Wnt signaling played key roles during cell proliferation and differentiation and was implicated in multiple autoimmune diseases due to its participation in the development of T cells. In OLP, Wnt3 has been featured with positive expression in cytoplasm and lack of nuclear staining, suggesting a potential involvement of Wnt signaling pathway in OLP progression [28]. RYK, the hub gene in blue module, belonged to the atypical receptor tyrosine kinase family and was a receptor of Wnt ligand Wnt5a. The interaction of Wnt ligands and RYK originated the downstream signaling cascades critical for immune regulation [29]. Besides, Tenascin C (TNC), ranking as the 2nd top upregulated gene in OLP, encoded an extracellular matrix protein (ECM) and was a promoter of tumor metastasis with multiple functions. TNC expression positively linked to cancer progression and cell proliferation. TNC downregulated Dick-kopf-1 (DKK1), a Wnt inhibitor by blocking of actin stress fiber formation, thus activating Wnt signaling and induced Wnt target genes in tumor and endothelial cells [30]. Nevertheless, the high expression of TNC induced by Wnt/beta-catenin activation, acting as a downstream target, leaded to a more tumorigenic cell state in Ewing sarcoma [31]. The above researches demonstrated that the interaction between TNC and Wnt signaling participated in the modulation of tumor progression and invasion. Nevertheless, to the best of our knowledge, the rest of the key genes have not been reported highly involved in T cell regulation and inflammation or Wnt signaling pathway.

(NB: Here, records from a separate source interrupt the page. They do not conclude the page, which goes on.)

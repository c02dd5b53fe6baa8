use crate::linux;
use libc;
use std::{
    ffi::{CStr, CString},
    io,
    mem::MaybeUninit,
    net::Ipv4Addr,
    ptr,
};

/// A snapshot of a network interface, as reported by the kernel's netdevice ioctls at the time
/// of the query.
#[derive(Debug, Clone)]
pub struct NetDevice {
    name: CString,
    index: libc::c_int,
    flags: libc::c_int,
    hw_family: libc::c_ushort,
    hw_addr: [u8; 6],
}

/// A throwaway datagram socket. netdevice ioctls need some socket to be issued on, and an
/// `AF_INET` datagram socket doesn't require any privileges.
struct ControlSocket {
    fd: libc::c_int,
}

impl ControlSocket {
    fn new() -> io::Result<Self> {
        let fd = unsafe { libc::socket(libc::AF_INET, libc::SOCK_DGRAM, 0) };
        if fd < 0 {
            return Err(io::Error::last_os_error());
        }
        Ok(ControlSocket { fd })
    }

    /// Issues `request` for the interface `name` and returns the filled in request.
    fn ioctl(&self, name: &CStr, request: libc::c_ulong) -> io::Result<linux::ifreq> {
        // This block is unsafe because it uses FFI. The name is copied including its terminating
        // NUL, and callers guarantee it fits into IFNAMSIZ, so the kernel never reads past it.
        unsafe {
            let mut ifr: linux::ifreq = MaybeUninit::zeroed().assume_init();
            let bytes = name.to_bytes_with_nul();
            ptr::copy_nonoverlapping(
                bytes.as_ptr() as *const libc::c_char,
                ifr.ifr_ifrn.ifrn_name.as_mut_ptr(),
                bytes.len(),
            );
            // Resources:
            // man 7 netdevice
            let err = libc::ioctl(self.fd, request, &mut ifr);
            if err < 0 {
                return Err(io::Error::last_os_error());
            }
            Ok(ifr)
        }
    }
}

impl Drop for ControlSocket {
    fn drop(&mut self) {
        unsafe {
            libc::close(self.fd);
        }
    }
}

impl NetDevice {
    /// Looks up an interface by name. A name that can't possibly exist (too long for the kernel,
    /// or containing a NUL byte) fails the same way as a missing interface, with `ENODEV`.
    pub fn query(name: &str) -> io::Result<Self> {
        let name = match CString::new(name) {
            Ok(name) if name.as_bytes().len() < libc::IFNAMSIZ => name,
            _ => return Err(io::Error::from_raw_os_error(libc::ENODEV)),
        };

        let control = ControlSocket::new()?;
        let index = unsafe { control.ioctl(&name, linux::SIOCGIFINDEX)?.ifr_ifru.ifru_ivalue };
        let flags = unsafe { control.ioctl(&name, linux::SIOCGIFFLAGS)?.ifr_ifru.ifru_flags };
        let hwaddr = unsafe { control.ioctl(&name, linux::SIOCGIFHWADDR)?.ifr_ifru.ifru_hwaddr };

        let mut hw_addr = [0u8; 6];
        for (dst, src) in hw_addr.iter_mut().zip(hwaddr.sa_data.iter()) {
            *dst = *src as u8;
        }

        Ok(NetDevice {
            name,
            index,
            // The kernel hands back a short, but the IFF_* constants are ints
            flags: flags as libc::c_ushort as libc::c_int,
            hw_family: hwaddr.sa_family,
            hw_addr,
        })
    }

    pub fn name(&self) -> &CStr {
        &self.name
    }

    pub fn index(&self) -> libc::c_int {
        self.index
    }

    /// Administratively up.
    pub fn is_up(&self) -> bool {
        self.flags & libc::IFF_UP == libc::IFF_UP
    }

    /// Operationally up (carrier present).
    pub fn is_running(&self) -> bool {
        self.flags & libc::IFF_RUNNING == libc::IFF_RUNNING
    }

    /// The 48-bit hardware address, if the interface is Ethernet-like. Loopback, tunnels and
    /// other non-Ethernet devices return `None`.
    pub fn hardware_addr(&self) -> Option<[u8; 6]> {
        if self.hw_family == libc::ARPHRD_ETHER {
            Some(self.hw_addr)
        } else {
            None
        }
    }

    /// Every IPv4 address configured on the interface, in the order the kernel lists them.
    /// Addresses on alias labels (`eth0:1`) count as addresses of the interface.
    pub fn ipv4_addrs(&self) -> io::Result<Vec<Ipv4Addr>> {
        let name = self.name.as_bytes();
        let mut addrs = Vec::new();

        // This block is unsafe because it walks a kernel-provided linked list. Every pointer is
        // checked for null before use and the list is freed exactly once, after the walk.
        unsafe {
            let mut head: *mut libc::ifaddrs = ptr::null_mut();
            // Resources:
            // man 3 getifaddrs
            if libc::getifaddrs(&mut head) < 0 {
                return Err(io::Error::last_os_error());
            }

            let mut cursor = head;
            while !cursor.is_null() {
                let ifa = &*cursor;
                cursor = ifa.ifa_next;

                if ifa.ifa_addr.is_null() || ifa.ifa_name.is_null() {
                    continue;
                }
                if libc::c_int::from((*ifa.ifa_addr).sa_family) != libc::AF_INET {
                    continue;
                }
                let label = CStr::from_ptr(ifa.ifa_name).to_bytes();
                let same_device = label == name
                    || (label.starts_with(name) && label.get(name.len()) == Some(&b':'));
                if !same_device {
                    continue;
                }

                let sin = &*(ifa.ifa_addr as *const libc::sockaddr_in);
                addrs.push(Ipv4Addr::from(u32::from_be(sin.sin_addr.s_addr)));
            }

            libc::freeifaddrs(head);
        }

        Ok(addrs)
    }
}

#[cfg(test)]
mod tests {
    use super::*;

    #[test]
    fn loopback_is_not_ethernet() {
        let lo = NetDevice::query("lo").unwrap();
        assert_eq!(lo.name().to_bytes(), b"lo");
        assert!(lo.index() > 0);
        assert_eq!(lo.hardware_addr(), None);
    }

    #[test]
    #[ignore]
    fn loopback_has_localhost() {
        let lo = NetDevice::query("lo").unwrap();
        assert!(lo.ipv4_addrs().unwrap().contains(&Ipv4Addr::LOCALHOST));
    }

    #[test]
    fn missing_device() {
        let err = NetDevice::query("nosuchdev0").unwrap_err();
        assert_eq!(err.raw_os_error(), Some(libc::ENODEV));
    }

    #[test]
    fn impossible_names() {
        for name in &["averyveryverylongname", "lo\0"] {
            let err = NetDevice::query(name).unwrap_err();
            assert_eq!(err.raw_os_error(), Some(libc::ENODEV));
        }
    }
}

In 2017, Junjun Chen et al. [32] identified 94 differentially expressed miRNAs (DEMs) and 599 DEGs in total in OLP tissues with RNA sequencing and constructed a miRNA–mRNA network regulating pathogenetic process. Using GO and KEGG pathway analysis, the DEGs were significantly enriched in immune-related functional ontology and pathways. The study focused mainly on the potential mechanisms that may contribute to the DEMs in inflammatory events. In current study, we illustrated the immune mediating into the pathogenesis of OLP from the perspective of gene co-expression pattern using group-wise and WGCNA analysis, which was distinct from the previous study.

There were limitations in our study. Firstly, the samples size was small. Only reticular OLP tissues were collected and there was a lack of OLP tissues of erosive and erythematous types. Secondly, we did not validate the functions of the key genes as well as the potential signaling pathways in vitro or in vivo.

All in all, in this study, we strictly selected the matched samples of OLP and normal oral mucosal tissues and a range of genes were observed differentially expressed in OLP tissues. Subsequently, by application of the bioinformatic analysis method, our research also confirmed the key roles of biological activities associated with T cell regulation and inflammation and Wnt signaling pathway that have been reported in earlier studies on the molecular mechanisms of OLP and provided a theoretical basis for the study of novel drug targets.

Conclusions

Taken together, we constructed a transcriptional profiling of OLP using RNA-Seq and 153 differentially expressed genes were detected. Here, with the combination of the results of GO enrichment annotation analysis, KEGG pathway and WGCNA analysis based on the DEGs, biological process including T cell regulation and inflammation and Wnt signaling pathway were identified highly correlated to the pathogenesis of OLP. Further researches are required to explore the molecular mechanism of the key genes as the candidate biomarkers in this disease.